◆ Your instructions ◆
Pull every line containing "Item" out of the material below.

Provided entries START

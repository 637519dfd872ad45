use std::collections::BTreeMap;

use emos_core::catalog::{self, CatalogEntry};
use emos_core::models::{FeatureDescriptor, FeatureId, FeatureModuleRef};

/// Id → implementation dispatch table, built once at startup.
#[derive(Debug, Clone, Default)]
pub struct FeatureRegistry {
    entries: BTreeMap<FeatureId, &'static CatalogEntry>,
}

impl FeatureRegistry {
    /// Registry holding every catalogued feature.
    pub fn builtin() -> Self {
        catalog::ENTRIES.iter().collect()
    }

    pub fn len(&self) -> usize {
        self.entries.len()
    }

    pub fn is_empty(&self) -> bool {
        self.entries.is_empty()
    }

    pub fn contains(&self, id: FeatureId) -> bool {
        self.entries.contains_key(&id)
    }

    pub fn entry(&self, id: FeatureId) -> Option<&'static CatalogEntry> {
        self.entries.get(&id).copied()
    }

    pub fn module_ref(&self, id: FeatureId) -> Option<FeatureModuleRef> {
        self.entry(id).map(CatalogEntry::module_ref)
    }

    /// Registered descriptor, or the placeholder for unknown ids.
    pub fn descriptor(&self, id: FeatureId) -> FeatureDescriptor {
        self.entry(id)
            .map(CatalogEntry::descriptor)
            .unwrap_or_else(|| FeatureDescriptor::placeholder(id))
    }

    pub fn entries(&self) -> impl Iterator<Item = &'static CatalogEntry> + '_ {
        self.entries.values().copied()
    }
}

impl FromIterator<&'static CatalogEntry> for FeatureRegistry {
    fn from_iter<I: IntoIterator<Item = &'static CatalogEntry>>(iter: I) -> Self {
        Self {
            entries: iter.into_iter().map(|e| (e.id, e)).collect(),
        }
    }
}

#[cfg(test)]
mod tests {
    use super::*;

    #[test]
    fn builtin_covers_the_catalog() {
        let registry = FeatureRegistry::builtin();
        assert_eq!(registry.len(), 16);
        assert!(FeatureId::all().all(|id| registry.contains(id)));
    }

    #[test]
    fn unknown_id_gets_placeholder_descriptor() {
        let registry = FeatureRegistry::builtin();
        assert_eq!(registry.descriptor(FeatureId(42)).name, "Feature 42");
        assert!(registry.module_ref(FeatureId(42)).is_none());
    }

    #[test]
    fn partial_registry() {
        let registry: FeatureRegistry = catalog::ENTRIES.iter().take(2).collect();
        assert!(registry.contains(FeatureId(2)));
        assert!(!registry.contains(FeatureId(3)));
    }
}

Provided entries END

◆ Answer section ◆
    pub fn entries(&self) -> impl Iterator<Item = &'static CatalogEntry> + '_ {
    fn from_iter<I: IntoIterator<Item = &'static CatalogEntry>>(iter: I) -> Self {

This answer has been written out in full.